• _TO DO_
What number of lines in the entries below include the string "SessionState"? Respond with that number alone.

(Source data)

//! Gate middleware guarding role-restricted routes
//!
//! Each request resolves its session from the bearer token and runs a fresh
//! [`SessionGate`]. Redirect decisions become `303 See Other` responses, so
//! a browser lands on the login page or home exactly as a client-side gate
//! would send it there.

use academics::{
    GateDecision, Navigator, RedirectTarget, Role, SessionGate, SessionState,
};
use axum::{
    body::Body,
    extract::State,
    http::{Request, StatusCode, header},
    middleware::Next,
    response::{IntoResponse, Response},
};
use tracing::error;

use crate::{error::ApiError, state::AppState};

/// State of one gated route group
#[derive(Clone)]
pub struct GateLayerState {
    pub app: AppState,
    /// Empty admits any authenticated role
    pub allowed_roles: &'static [Role],
}

impl GateLayerState {
    pub fn new(app: AppState, allowed_roles: &'static [Role]) -> Self {
        Self { app, allowed_roles }
    }
}

/// Remembers where the gate wanted to go
#[derive(Debug, Default)]
struct PendingRedirect(Option<RedirectTarget>);

impl Navigator for PendingRedirect {
    fn navigate(&mut self, target: RedirectTarget) {
        self.0 = Some(target);
    }
}

fn see_other(target: RedirectTarget) -> Response {
    (StatusCode::SEE_OTHER, [(header::LOCATION, target.path())]).into_response()
}

fn bearer_token(req: &Request<Body>) -> Option<String> {
    req.headers()
        .get(header::AUTHORIZATION)
        .and_then(|header| header.to_str().ok())
        .and_then(|header| header.strip_prefix("Bearer "))
        .map(str::trim)
        .filter(|token| !token.is_empty())
        .map(str::to_string)
}

/// Gate a request by session and role
pub async fn session_gate(
    State(gate): State<GateLayerState>,
    mut req: Request<Body>,
    next: Next,
) -> Result<Response, ApiError> {
    let session = match bearer_token(&req) {
        Some(token) => common::resolve_session(
            &gate.app.tokens,
            gate.app.session_store.clone(),
            &token,
        )
        .await
        .map_err(|e| {
            error!("Failed to resolve session: {}", e);
            ApiError::InternalServerError
        })?,
        None => None,
    };

    let state = SessionState::Resolved(session);
    let mut session_gate = SessionGate::new(gate.allowed_roles.iter().copied());
    let mut redirect = PendingRedirect::default();
    let decision = session_gate.evaluate(&state, req.uri().path(), &mut redirect);

    match (decision, redirect.0) {
        (GateDecision::Render, _) => {
            if let SessionState::Resolved(Some(session)) = state {
                req.extensions_mut().insert(session);
            }
            Ok(next.run(req).await)
        }
        (GateDecision::Pending, _) => Err(ApiError::SessionUnavailable),
        (_, Some(target)) => Ok(see_other(target)),
        // Redirect suppressed because the visitor is already there
        (GateDecision::RedirectLogin, None) => Err(ApiError::Unauthorized),
        (GateDecision::RedirectHome, None) => {
            Err(ApiError::Forbidden("Role not permitted".to_string()))
        }
    }
}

• _ANSWER_
3